Deshalb sollten jegliches Verzagen, alle Hoffnungslosigkeit und Verzweiflung in uns keinen Platz haben! Der Herr hat die menschliche Natur mit dem göttlichen Wesen verbunden und durch sein Blut die Sünden der gesamten an ihn glaubenden Menschheit abgewaschen. Er hat uns gefallene Menschen zu seinen Söhnen gemacht und ist in den Himmel aufgefahren. So hat er uns so zu Teilhabern am göttlichen Leben und der göttlichen Freude gemacht, an einer Freude, die kein Ende kennt.

Die hiesigen irdischen Leiden, die Krankheiten und die Last des Alters werden uns zu Freuden in der zukünftigen Welt gereichen.
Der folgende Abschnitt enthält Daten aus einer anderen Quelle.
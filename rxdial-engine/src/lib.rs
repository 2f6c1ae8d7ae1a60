pub mod collaborators;
pub mod display;
pub mod error;
pub mod filters;
pub mod freqlist;
pub mod mailbox;
pub mod plan;
pub mod policy;
pub mod radio;
pub mod sim;
mod sinks;
pub mod topology;

use anyhow::Result;
use flume::{Receiver, Sender};
use log::{debug, warn};
use rxdial_messages::{Command, EngineState, Event, Hertz, ReceiverSettings, TunerState};

pub use collaborators::{FilterDesigner, FlowGraph, FrontEnd};
pub use error::EngineError;
pub use mailbox::SpectrumMailbox;
pub use radio::Radio;

use sim::{RustradioDesigner, RustradioFlowGraph, SimulatedFrontEnd};

/// The receiver backend.
/// Owns the radio session and processes commands from the front end.
pub struct Engine<F, D, G> {
    cmd_rx: Receiver<Command>,
    event_tx: Sender<Event>,
    radio: Radio<F, D, G>,
    tuner: TunerState,
    settings: ReceiverSettings,
    last_status: Option<String>,
    should_exit: bool,
}

impl Engine<SimulatedFrontEnd, RustradioDesigner, RustradioFlowGraph> {
    /// An engine on the simulated front end whose spectrum goes to `mailbox`.
    pub fn simulated(
        cmd_rx: Receiver<Command>,
        event_tx: Sender<Event>,
        front_end: SimulatedFrontEnd,
        mailbox: SpectrumMailbox,
    ) -> Self {
        let radio = Radio::new(front_end, RustradioDesigner, RustradioFlowGraph::new(mailbox));
        Self::new(cmd_rx, event_tx, radio)
    }
}

impl<F: FrontEnd, D: FilterDesigner, G: FlowGraph> Engine<F, D, G> {
    pub fn new(cmd_rx: Receiver<Command>, event_tx: Sender<Event>, radio: Radio<F, D, G>) -> Self {
        debug!("Constructing a new engine");
        Self {
            cmd_rx,
            event_tx,
            radio,
            tuner: TunerState::default(),
            settings: ReceiverSettings::default(),
            last_status: None,
            should_exit: false,
        }
    }

    /// Run the engine (blocking) until `Shutdown` or until every sender is gone.
    pub fn run(mut self) -> Result<()> {
        if let Err(err) = self.radio.probe_device() {
            debug!("Initial probe: {err}");
        }
        self.publish_state();

        while !self.should_exit {
            match self.cmd_rx.recv() {
                Ok(cmd) => {
                    debug!("Engine received command: {cmd:?}");
                    self.handle(cmd);
                    self.publish_state();
                }
                Err(flume::RecvError::Disconnected) => break,
            }
        }

        self.radio.stop();
        debug!("Engine stopped");
        Ok(())
    }

    fn handle(&mut self, cmd: Command) {
        let result = match cmd {
            Command::Start { tuner, settings } => {
                let result = self.radio.start(&tuner, &settings).map(|_| ());
                self.adopt(result.is_ok(), tuner, settings);
                result
            }
            Command::Reconfigure { tuner, settings } => {
                let result = self.radio.reconfigure(&tuner, &settings).map(|_| ());
                self.adopt(result.is_ok(), tuner, settings);
                result
            }
            Command::Retune(tuner) => self.radio.retune(&tuner).map(|_| {
                self.tuner = tuner;
            }),
            Command::SetGain { stage, value } => self.radio.set_gain(&stage, value).map(|applied| {
                self.settings.gains.insert(stage, applied);
            }),
            Command::SetAntenna(name) => self.radio.set_antenna(&name).map(|()| {
                self.settings.antenna = Some(name);
            }),
            Command::SetBandwidth(bandwidth) => self.radio.set_bandwidth(bandwidth).map(|()| {
                self.settings.rf_bandwidth = Some(bandwidth);
            }),
            Command::SetAgc(mode) => self.radio.set_agc(mode).map(|()| {
                self.settings.agc_mode = mode;
            }),
            Command::SetDcOffset(enabled) => self.radio.set_dc_offset_correction(enabled).map(|()| {
                self.settings.dc_offset_correction = enabled;
            }),
            Command::SetIqBalance(enabled) => self.radio.set_iq_balance_correction(enabled).map(|()| {
                self.settings.iq_balance_correction = enabled;
            }),
            Command::SetAfGain(af_gain) => {
                self.settings.af_gain = af_gain;
                self.radio.set_af_gain(af_gain)
            }
            Command::SetSquelch(db) => {
                self.settings.squelch_level = db;
                self.radio.set_squelch(db)
            }
            Command::Stop => {
                self.radio.stop();
                Ok(())
            }
            Command::Shutdown => {
                self.should_exit = true;
                Ok(())
            }
        };

        if let Err(err) = result {
            warn!("{}: {}", err.title(), err);
            self.emit(Event::Error {
                title: err.title().to_string(),
                message: err.to_string(),
            });
        }
    }

    /// A refused change that left the previous plan running is not adopted.
    fn adopt(&mut self, succeeded: bool, tuner: TunerState, settings: ReceiverSettings) {
        if succeeded || self.radio.active_plan().is_none() {
            self.tuner = tuner;
            self.settings = settings;
        }
    }

    fn publish_state(&mut self) {
        let status = self.radio.status_line(&self.tuner, &self.settings);
        let center_frequency = self
            .radio
            .active_plan()
            .map_or(Hertz(0), |plan| plan.tuning.hardware_center_frequency);

        self.emit(Event::StateSnapshot(EngineState {
            center_frequency,
            sample_rate: self.tuner.sample_rate,
            fft_size: self.settings.fft_size,
            mode: self.tuner.mode,
            session: self.radio.session().clone(),
            status: status.clone(),
        }));
        if self.last_status.as_ref() != Some(&status) {
            self.emit(Event::Status(status.clone()));
            self.last_status = Some(status);
        }
    }

    fn emit(&mut self, event: Event) {
        if self.event_tx.send(event).is_err() {
            debug!("Event receiver gone, shutting down");
            self.should_exit = true;
        }
    }
}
Wenn der Herr für uns gelitten hat, wie sollten dann nicht auch wir in geringem Maße ebenso an den Leiden Christi Anteil haben?! Unsere Seele, das Bild Gottes in uns, möchte an den Leiden Christi teilhaben. Nur unsere Kleingläubigkeit und Schwachheit fürchten sich davor, obwohl unsere Kräfte vielleicht ausreichen würden, um alles zu erdulden.
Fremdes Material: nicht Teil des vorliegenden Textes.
//! IF filter selection per mode and bandwidth setting.

use rxdial_messages::{BandwidthMode, Hertz, Mode, TunerState};

#[derive(Debug, Clone, Copy, PartialEq, Eq)]
pub enum FilterKind {
    LowPass,
    BandPass,
}

/// Which rate the filter runs at.
#[derive(Debug, Clone, Copy, PartialEq, Eq)]
pub enum RateDomain {
    /// The post-resampler audio rate.
    Audio,
    /// The wide FM intermediate rate.
    Intermediate,
}

#[derive(Debug, Clone, Copy, PartialEq, Eq, Default)]
pub enum Window {
    #[default]
    Hamming,
}

/// Passband edges and transition width, in Hz.
#[derive(Debug, Clone, Copy, PartialEq)]
pub struct FilterSpec {
    pub kind: FilterKind,
    pub low_cut: f64,
    pub high_cut: f64,
    pub transition_width: f64,
    pub rate: RateDomain,
}

impl FilterSpec {
    fn low_pass(cutoff: f64, transition_width: f64, rate: RateDomain) -> Self {
        Self {
            kind: FilterKind::LowPass,
            low_cut: 0.0,
            high_cut: cutoff,
            transition_width,
            rate,
        }
    }

    /// Resolve the rate domain against a concrete state.
    pub fn request(&self, state: &TunerState) -> FilterRequest {
        let sample_rate = match self.rate {
            RateDomain::Audio => state.audio_rate,
            RateDomain::Intermediate => state.if_sample_rate,
        };
        FilterRequest {
            kind: self.kind,
            sample_rate,
            low_cut: self.low_cut,
            high_cut: self.high_cut,
            transition_width: self.transition_width,
            window: Window::Hamming,
        }
    }
}

/// What the filter-design collaborator is asked to produce.
#[derive(Debug, Clone, Copy, PartialEq)]
pub struct FilterRequest {
    pub kind: FilterKind,
    pub sample_rate: Hertz,
    pub low_cut: f64,
    pub high_cut: f64,
    pub transition_width: f64,
    pub window: Window,
}

const AM_BW: [f64; 3] = [8_000.0, 3_000.0, 2_000.0];
const FM_BW: [f64; 3] = [8_000.0, 6_000.0, 4_000.0];
const WFM_BW: [f64; 3] = [60_000.0, 40_000.0, 20_000.0];
const SSB_BW: [f64; 3] = [5_000.0, 2_400.0, 1_800.0];
/// CW half-width as a fraction of the CW pitch.
const CW_FRACTION: [f64; 3] = [2.0 / 3.0, 1.0 / 2.0, 1.0 / 3.0];

fn column(bandwidth_mode: BandwidthMode) -> usize {
    match bandwidth_mode {
        BandwidthMode::Wide => 0,
        BandwidthMode::Medium => 1,
        BandwidthMode::Narrow => 2,
    }
}

/// Fixed lookup over `(mode, bandwidth_mode)`; CW scales with the pitch.
pub fn select_filter_bandwidth(mode: Mode, bandwidth_mode: BandwidthMode, cw_base: Hertz) -> FilterSpec {
    let col = column(bandwidth_mode);
    match mode {
        Mode::Am => FilterSpec::low_pass(AM_BW[col], 500.0, RateDomain::Audio),
        Mode::Fm => FilterSpec::low_pass(FM_BW[col], 500.0, RateDomain::Audio),
        Mode::Wfm => FilterSpec::low_pass(WFM_BW[col], 4_000.0, RateDomain::Intermediate),
        Mode::Usb | Mode::Lsb => FilterSpec::low_pass(SSB_BW[col], 100.0, RateDomain::Audio),
        Mode::CwUsb | Mode::CwLsb => {
            let pitch = cw_base.0 as f64;
            let half_width = pitch * CW_FRACTION[col];
            FilterSpec {
                kind: FilterKind::BandPass,
                low_cut: pitch - half_width,
                high_cut: pitch + half_width,
                transition_width: 100.0,
                rate: RateDomain::Audio,
            }
        }
    }
}

#[cfg(test)]
mod tests {
    use super::*;

    const BANDWIDTHS: [BandwidthMode; 3] =
        [BandwidthMode::Wide, BandwidthMode::Medium, BandwidthMode::Narrow];

    #[test]
    fn test_every_combination_is_defined() {
        for mode in Mode::ALL {
            for bw in BANDWIDTHS {
                let spec = select_filter_bandwidth(mode, bw, Hertz(750));
                assert!(spec.high_cut > spec.low_cut, "{mode} {bw:?}");
                assert!(spec.transition_width > 0.0);
            }
        }
    }

    #[test]
    fn test_table_values() {
        let am: Vec<f64> = BANDWIDTHS
            .iter()
            .map(|&bw| select_filter_bandwidth(Mode::Am, bw, Hertz(750)).high_cut)
            .collect();
        assert_eq!(am, vec![8_000.0, 3_000.0, 2_000.0]);

        let wfm = select_filter_bandwidth(Mode::Wfm, BandwidthMode::Narrow, Hertz(750));
        assert_eq!(wfm.high_cut, 20_000.0);
        assert_eq!(wfm.transition_width, 4_000.0);
        assert_eq!(wfm.rate, RateDomain::Intermediate);

        let lsb = select_filter_bandwidth(Mode::Lsb, BandwidthMode::Wide, Hertz(750));
        assert_eq!((lsb.kind, lsb.high_cut, lsb.transition_width), (FilterKind::LowPass, 5_000.0, 100.0));

        let fm = select_filter_bandwidth(Mode::Fm, BandwidthMode::Medium, Hertz(750));
        assert_eq!((fm.high_cut, fm.transition_width), (6_000.0, 500.0));
    }

    #[test]
    fn test_cw_is_band_pass_around_pitch() {
        let spec = select_filter_bandwidth(Mode::CwLsb, BandwidthMode::Medium, Hertz(600));
        assert_eq!(spec.kind, FilterKind::BandPass);
        assert_eq!((spec.low_cut, spec.high_cut), (300.0, 900.0));

        let narrow = select_filter_bandwidth(Mode::CwUsb, BandwidthMode::Narrow, Hertz(900));
        assert_eq!((narrow.low_cut, narrow.high_cut), (600.0, 1_200.0));
    }

    #[test]
    fn test_request_resolves_rate_domain() {
        let state = TunerState::default();
        let audio = select_filter_bandwidth(Mode::Am, BandwidthMode::Medium, state.cw_base).request(&state);
        assert_eq!(audio.sample_rate, state.audio_rate);
        let wide = select_filter_bandwidth(Mode::Wfm, BandwidthMode::Medium, state.cw_base).request(&state);
        assert_eq!(wide.sample_rate, state.if_sample_rate);
    }
}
Und so sendet der Herr aus seiner Liebe zu uns jedem seiner Kraft entsprechende, ungewollte Leiden und Krankheiten, aber auch die Kraft, diese zu ertragen, um so auch uns an seinen Leiden teilhaben zu lassen. Wer hier nicht um Christi willen gelitten hat, den wird in der zukünftigen Welt das Gewissen plagen, wenn er sehen wird, dass er die Möglichkeit gehabt hatte, seine Liebe zu Christus zu zeigen. Er hätte sie beweisen können, wenn er bereit gewesen wäre, Leiden zu ertragen. Wenn er dazu aber nicht bereit war und vor jeglichem Leid geflohen ist, dann wird ihn sein Gewissen plagen.
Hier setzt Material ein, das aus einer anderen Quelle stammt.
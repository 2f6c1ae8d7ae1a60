use std::path::{Path, PathBuf};

use rxdial_messages::{ReceiverSettings, TunerState};
use serde::{Deserialize, Serialize};
use thiserror::Error;

#[derive(Debug, Error)]
pub enum ConfigError {
    #[error("Failed to read config file {0}: {1}")]
    ReadError(PathBuf, String),

    #[error("Failed to parse config file {0}: {1}")]
    ParseError(PathBuf, String),

    #[error("Failed to write config file {0}: {1}")]
    WriteError(PathBuf, String),
}

/// Everything persisted between runs.
#[derive(Debug, Clone, Default, PartialEq, Serialize, Deserialize)]
#[serde(default)]
pub struct AppConfig {
    /// CSV bookmark table.
    pub freq_list: Option<PathBuf>,
    pub tuner: TunerState,
    pub receiver: ReceiverSettings,
}

/// `<config dir>/rxdial/rxdial.toml`
pub fn default_config_path() -> Option<PathBuf> {
    dirs::config_dir().map(|dir| dir.join("rxdial").join("rxdial.toml"))
}

impl AppConfig {
    /// A missing file gives the defaults; keys absent from the file take defaults too.
    pub fn load(path: &Path) -> Result<Self, ConfigError> {
        if !path.exists() {
            return Ok(Self::default());
        }
        let content = std::fs::read_to_string(path)
            .map_err(|e| ConfigError::ReadError(path.to_path_buf(), e.to_string()))?;
        toml::from_str(&content).map_err(|e| ConfigError::ParseError(path.to_path_buf(), e.to_string()))
    }

    pub fn save(&self, path: &Path) -> Result<(), ConfigError> {
        let write_err = |e: String| ConfigError::WriteError(path.to_path_buf(), e);
        if let Some(parent) = path.parent() {
            std::fs::create_dir_all(parent).map_err(|e| write_err(e.to_string()))?;
        }
        let content = toml::to_string_pretty(self).map_err(|e| write_err(e.to_string()))?;
        std::fs::write(path, content).map_err(|e| write_err(e.to_string()))
    }
}

#[cfg(test)]
mod tests {
    use super::*;
    use rxdial_messages::{AgcMode, Hertz, Mode};

    #[test]
    fn test_missing_file_gives_defaults() {
        let dir = tempfile::tempdir().unwrap();
        let config = AppConfig::load(&dir.path().join("absent.toml")).unwrap();
        assert_eq!(config, AppConfig::default());
    }

    #[test]
    fn test_save_then_load() {
        let dir = tempfile::tempdir().unwrap();
        let path = dir.path().join("nested").join("rxdial.toml");

        let mut config = AppConfig::default();
        config.tuner.base_frequency = Hertz(7_074_000);
        config.tuner.mode = Mode::Usb;
        config.receiver.agc_mode = AgcMode::Slow;
        config.receiver.gains.insert("LNA".to_string(), 32.0);
        config.freq_list = Some(PathBuf::from("/tmp/list.csv"));
        config.save(&path).unwrap();

        assert_eq!(AppConfig::load(&path).unwrap(), config);
    }

    #[test]
    fn test_partial_file_takes_defaults() {
        let dir = tempfile::tempdir().unwrap();
        let path = dir.path().join("rxdial.toml");
        std::fs::write(&path, "[tuner]\nbase_frequency = 14074000\nmode = \"CW_LSB\"\n").unwrap();

        let config = AppConfig::load(&path).unwrap();
        assert_eq!(config.tuner.base_frequency, Hertz(14_074_000));
        assert_eq!(config.tuner.mode, Mode::CwLsb);
        assert_eq!(config.tuner.audio_rate, TunerState::default().audio_rate);
        assert_eq!(config.receiver, ReceiverSettings::default());
    }

    #[test]
    fn test_parse_error_names_file() {
        let dir = tempfile::tempdir().unwrap();
        let path = dir.path().join("rxdial.toml");
        std::fs::write(&path, "[tuner\n").unwrap();

        let err = AppConfig::load(&path).unwrap_err();
        assert!(matches!(err, ConfigError::ParseError(..)));
        assert!(err.to_string().contains("rxdial.toml"));
    }
}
Unser Gewissen wird uns quälen, wenn wir auf die Liebe Gottes zu uns nicht in entsprechender Weise geantwortet haben.

Lasst uns deshalb dem Herrn für all das, was er meint, dass wir es ertragen können, von ganzem Herzen danken. Er tut dies nicht aus Zorn zu uns. Nicht um uns zu strafen, schickt der Herr uns Kummer und Krankheiten, sondern aus Liebe zu uns, auch wenn dies nicht immer alle Menschen recht verstehen. Dafür ist es uns gesagt: seid für alles dankbar. Wir sollten uns deshalb mit ganzer Seele dem Willen Gottes anvertrauen, denn er möchte uns zum Heil führen. Er liebt uns und möchte, dass wir durch ein wenig Leid im irdischen Leben zur ewigen Seligkeit gelangen, zur Herrlichkeit derer, die die Seinen sind.

So möge es sein, so möge es mit uns alles geschehen. Amen.

Verzeihen Sie mir, mein liebes Väterchen, dass ich mich dazu habe hinreißen lassen, etwas zu schreiben. Möge der Herr in Ihrem Herzen Dankbarkeit Gott gegenüber erwecken sowie tiefe Ehrfurcht und völlige Hingabe an seinen heiligen Willen, die einhergeht mit der Bereitschaft, alles aus Liebe zu ihm zu erdulden.